- [EXERCISE GOAL]
Your task is to find every line of the data that holds the string "validate" and copy it.

- [MATERIALS PROVIDED]

<<<<

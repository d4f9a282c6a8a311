use crate::tui::action::Action;
use crossterm::event::{KeyCode, KeyEvent, KeyModifiers};
use serde::{Deserialize, Serialize};
use std::collections::{HashMap, HashSet};
use std::fmt;
use std::str::FromStr;

/// Single keybinding entry as written in the config file
#[derive(Debug, Clone, PartialEq, Eq, Serialize, Deserialize)]
pub struct KeyBinding {
    pub key: String,
    pub action: Action,
}

impl KeyBinding {
    pub fn new(key: &str, action: Action) -> Self {
        Self {
            key: key.to_string(),
            action,
        }
    }
}

/// Normalised key press used for lookups
#[derive(Debug, Clone, Copy, PartialEq, Eq, Hash)]
pub struct KeyPattern {
    pub code: KeyCode,
    pub modifiers: KeyModifiers,
}

impl KeyPattern {
    pub fn new(code: KeyCode, modifiers: KeyModifiers) -> Self {
        Self::normalized(code, modifiers)
    }

    pub fn from_event(event: &KeyEvent) -> Self {
        Self::normalized(event.code, event.modifiers)
    }

    /// Character keys already encode Shift in the character itself, and
    /// terminals disagree on whether they also report the modifier.
    fn normalized(code: KeyCode, modifiers: KeyModifiers) -> Self {
        match code {
            KeyCode::Char(_) => Self {
                code,
                modifiers: modifiers - KeyModifiers::SHIFT,
            },
            KeyCode::Tab if modifiers.contains(KeyModifiers::SHIFT) => Self {
                code: KeyCode::BackTab,
                modifiers: modifiers - KeyModifiers::SHIFT,
            },
            KeyCode::BackTab => Self {
                code,
                modifiers: modifiers - KeyModifiers::SHIFT,
            },
            _ => Self { code, modifiers },
        }
    }
}

impl FromStr for KeyPattern {
    type Err = String;

    /// Parse "Ctrl+c", "Shift+Tab", "space", "F1", "?" and the like
    fn from_str(s: &str) -> Result<Self, Self::Err> {
        let (mods, key_part) = match s.rsplit_once('+') {
            Some((mods, key)) if !key.is_empty() => (Some(mods), key),
            _ => (None, s),
        };

        let mut modifiers = KeyModifiers::empty();
        for part in mods.into_iter().flat_map(|m| m.split('+')) {
            match part.to_ascii_lowercase().as_str() {
                "ctrl" => modifiers |= KeyModifiers::CONTROL,
                "alt" => modifiers |= KeyModifiers::ALT,
                "shift" => modifiers |= KeyModifiers::SHIFT,
                other => return Err(format!("Unknown modifier: {other}")),
            }
        }

        let mut chars = key_part.chars();
        let code = match (chars.next(), chars.next()) {
            (Some(ch), None) => KeyCode::Char(ch),
            _ => match key_part.to_ascii_lowercase().as_str() {
                "up" => KeyCode::Up,
                "down" => KeyCode::Down,
                "left" => KeyCode::Left,
                "right" => KeyCode::Right,
                "pageup" | "pgup" => KeyCode::PageUp,
                "pagedown" | "pgdn" => KeyCode::PageDown,
                "home" => KeyCode::Home,
                "end" => KeyCode::End,
                "tab" => KeyCode::Tab,
                "backtab" => KeyCode::BackTab,
                "enter" | "return" => KeyCode::Enter,
                "esc" | "escape" => KeyCode::Esc,
                "backspace" => KeyCode::Backspace,
                "delete" | "del" => KeyCode::Delete,
                "space" => KeyCode::Char(' '),
                f if f.starts_with('f') => match f[1..].parse::<u8>() {
                    Ok(n) if (1..=12).contains(&n) => KeyCode::F(n),
                    _ => return Err(format!("Invalid function key: {key_part}")),
                },
                _ => return Err(format!("Unknown key: {key_part}")),
            },
        };

        Ok(Self::normalized(code, modifiers))
    }
}

impl fmt::Display for KeyPattern {
    fn fmt(&self, f: &mut fmt::Formatter<'_>) -> fmt::Result {
        if self.modifiers.contains(KeyModifiers::CONTROL) {
            write!(f, "Ctrl+")?;
        }
        if self.modifiers.contains(KeyModifiers::ALT) {
            write!(f, "Alt+")?;
        }
        if self.modifiers.contains(KeyModifiers::SHIFT) {
            write!(f, "Shift+")?;
        }
        match self.code {
            KeyCode::Char(' ') => write!(f, "Space"),
            KeyCode::Char(c) => write!(f, "{c}"),
            KeyCode::Up => write!(f, "↑"),
            KeyCode::Down => write!(f, "↓"),
            KeyCode::Left => write!(f, "←"),
            KeyCode::Right => write!(f, "→"),
            KeyCode::BackTab => write!(f, "Shift+Tab"),
            KeyCode::F(n) => write!(f, "F{n}"),
            other => write!(f, "{other:?}"),
        }
    }
}

/// Maps key presses to actions
#[derive(Debug, Clone, Default)]
pub struct KeyBindings {
    bindings: Vec<KeyBinding>,
    map: HashMap<KeyPattern, Action>,
}

impl KeyBindings {
    /// Build from config entries; unparsable keys are skipped (see [`validate`](Self::validate))
    pub fn from_bindings(bindings: Vec<KeyBinding>) -> Self {
        let map = bindings
            .iter()
            .filter_map(|b| b.key.parse::<KeyPattern>().ok().map(|p| (p, b.action)))
            .collect();
        Self { bindings, map }
    }

    pub fn get_action(&self, key: &KeyEvent) -> Option<Action> {
        self.map.get(&KeyPattern::from_event(key)).copied()
    }

    /// Keys bound to `action`, formatted for the help screen
    pub fn keys_for_action(&self, action: Action) -> Vec<String> {
        self.bindings
            .iter()
            .filter(|b| b.action == action)
            .filter_map(|b| b.key.parse::<KeyPattern>().ok())
            .map(|p| p.to_string())
            .collect()
    }

    pub fn unbound_actions(&self) -> Vec<Action> {
        let bound: HashSet<Action> = self.bindings.iter().map(|b| b.action).collect();
        Action::all()
            .into_iter()
            .filter(|a| !bound.contains(a))
            .collect()
    }

    /// Human-readable problems with the configured bindings
    pub fn validate(&self) -> Vec<String> {
        let mut warnings = Vec::new();
        let mut seen: HashMap<KeyPattern, Action> = HashMap::new();
        for binding in &self.bindings {
            match binding.key.parse::<KeyPattern>() {
                Ok(pattern) => {
                    if let Some(existing) = seen.insert(pattern, binding.action)
                        && existing != binding.action
                    {
                        warnings.push(format!(
                            "Duplicate key '{}': bound to both {:?} and {:?}",
                            binding.key, existing, binding.action
                        ));
                    }
                }
                Err(e) => warnings.push(format!(
                    "Invalid key pattern '{}' for action {:?}: {e}",
                    binding.key, binding.action
                )),
            }
        }
        let unbound = self.unbound_actions();
        if !unbound.is_empty() {
            warnings.push(format!("{} action(s) have no keybindings: {unbound:?}", unbound.len()));
        }
        warnings
    }
}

>>>>

- [RESPONSE AREA]
    /// Build from config entries; unparsable keys are skipped (see [`validate`](Self::validate))
    pub fn validate(&self) -> Vec<String> {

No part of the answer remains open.